→ WHAT TO PRODUCE:
How do the records below read from their first line through the line containing "impl fmt::Display for"? Write those lines out exactly.

→ DATA SUPPLIED:
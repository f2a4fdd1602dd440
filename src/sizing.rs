//! Processing-size resolution for the ingestion boundary.

use core::fmt;
use core::str::FromStr;

use crate::error::HaarError;

/// Smallest size `Auto` resolves to.
pub const MIN_AUTO_SIZE: usize = 8;
/// Largest size `Auto` resolves to.
pub const MAX_AUTO_SIZE: usize = 1024;

/// Target width the source image is resized to before decomposition.
#[derive(Debug, Clone, Copy, PartialEq, Eq, Hash, Default)]
pub enum ProcessingSize {
    /// Largest power of two not exceeding the shorter side, clamped to `[8, 1024]`.
    #[default]
    Auto,
    /// A caller-chosen power of two.
    Fixed(usize),
}

impl ProcessingSize {
    pub fn resolve(self, source_width: usize, source_height: usize) -> Result<usize, HaarError> {
        match self {
            ProcessingSize::Auto => Ok(auto_size(source_width, source_height)),
            ProcessingSize::Fixed(size) => {
                if size < 2 || !size.is_power_of_two() {
                    return Err(HaarError::InvalidProcessingSize { size });
                }
                Ok(size)
            }
        }
    }
}

impl FromStr for ProcessingSize {
    type Err = HaarError;

    fn from_str(s: &str) -> Result<Self, Self::Err> {
        let s = s.trim();
        if s.eq_ignore_ascii_case("auto") {
            return Ok(ProcessingSize::Auto);
        }
        let size = s
            .parse::<usize>()
            .map_err(|_| HaarError::InvalidProcessingSize { size: 0 })?;
        ProcessingSize::Fixed(size).resolve(size, size)?;
        Ok(ProcessingSize::Fixed(size))
    }
}

impl fmt::Display for ProcessingSize {
    fn fmt(&self, f: &mut fmt::Formatter<'_>) -> fmt::Result {
        match self {
            ProcessingSize::Auto => write!(f, "auto"),
            ProcessingSize::Fixed(size) => write!(f, "{size}"),
        }
    }
}

/// Largest power of two `p ≤ min(sw, sh)`, clamped to `[MIN_AUTO_SIZE, MAX_AUTO_SIZE]`.
pub fn auto_size(source_width: usize, source_height: usize) -> usize {
    let n = source_width.min(source_height);
    let mut p = 1usize;
    while p < MAX_AUTO_SIZE && p << 1 <= n {
        p <<= 1;
    }
    p.max(MIN_AUTO_SIZE)
}

/// Resized dimensions: width becomes `size`, height keeps the aspect ratio (at least 1).
pub fn target_dimensions(source_width: usize, source_height: usize, size: usize) -> (usize, usize) {
    if source_width == 0 {
        return (size, size);
    }
    let height = libm::round(source_height as f64 * size as f64 / source_width as f64) as usize;
    (size, height.max(1))
}

#[cfg(test)]
mod tests {
    use super::*;

    #[test]
    fn auto_picks_largest_power_of_two() {
        assert_eq!(auto_size(300, 500), 256);
        assert_eq!(auto_size(512, 512), 512);
        assert_eq!(auto_size(3, 100), MIN_AUTO_SIZE);
        assert_eq!(auto_size(5000, 4000), MAX_AUTO_SIZE);
    }

    #[test]
    fn fixed_sizes_must_be_powers_of_two() {
        assert_eq!(ProcessingSize::Fixed(256).resolve(10, 10), Ok(256));
        assert_eq!(
            ProcessingSize::Fixed(300).resolve(10, 10),
            Err(HaarError::InvalidProcessingSize { size: 300 })
        );
        assert_eq!("AUTO".parse::<ProcessingSize>(), Ok(ProcessingSize::Auto));
        assert_eq!("128".parse::<ProcessingSize>(), Ok(ProcessingSize::Fixed(128)));
        assert!("12x".parse::<ProcessingSize>().is_err());
        assert!("96".parse::<ProcessingSize>().is_err());
    }

    #[test]
    fn aspect_preserving_targets() {
        assert_eq!(target_dimensions(300, 500, 256), (256, 427));
        assert_eq!(target_dimensions(1000, 1, 8), (8, 1));
    }
}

→ YOUR SOLUTION:
repository f2a4fdd1602dd440
filename src/sizing.rs
//! Processing-size resolution for the ingestion boundary.

use core::fmt;
use core::str::FromStr;

use crate::error::HaarError;

/// Smallest size `Auto` resolves to.
pub const MIN_AUTO_SIZE: usize = 8;
/// Largest size `Auto` resolves to.
pub const MAX_AUTO_SIZE: usize = 1024;

/// Target width the source image is resized to before decomposition.
#[derive(Debug, Clone, Copy, PartialEq, Eq, Hash, Default)]
pub enum ProcessingSize {
    /// Largest power of two not exceeding the shorter side, clamped to `[8, 1024]`.
    #[default]
    Auto,
    /// A caller-chosen power of two.
    Fixed(usize),
}

impl ProcessingSize {
    pub fn resolve(self, source_width: usize, source_height: usize) -> Result<usize, HaarError> {
        match self {
            ProcessingSize::Auto => Ok(auto_size(source_width, source_height)),
            ProcessingSize::Fixed(size) => {
                if size < 2 || !size.is_power_of_two() {
                    return Err(HaarError::InvalidProcessingSize { size });
                }
                Ok(size)
            }
        }
    }
}

impl FromStr for ProcessingSize {
    type Err = HaarError;

    fn from_str(s: &str) -> Result<Self, Self::Err> {
        let s = s.trim();
        if s.eq_ignore_ascii_case("auto") {
            return Ok(ProcessingSize::Auto);
        }
        let size = s
            .parse::<usize>()
            .map_err(|_| HaarError::InvalidProcessingSize { size: 0 })?;
        ProcessingSize::Fixed(size).resolve(size, size)?;
        Ok(ProcessingSize::Fixed(size))
    }
}

impl fmt::Display for ProcessingSize {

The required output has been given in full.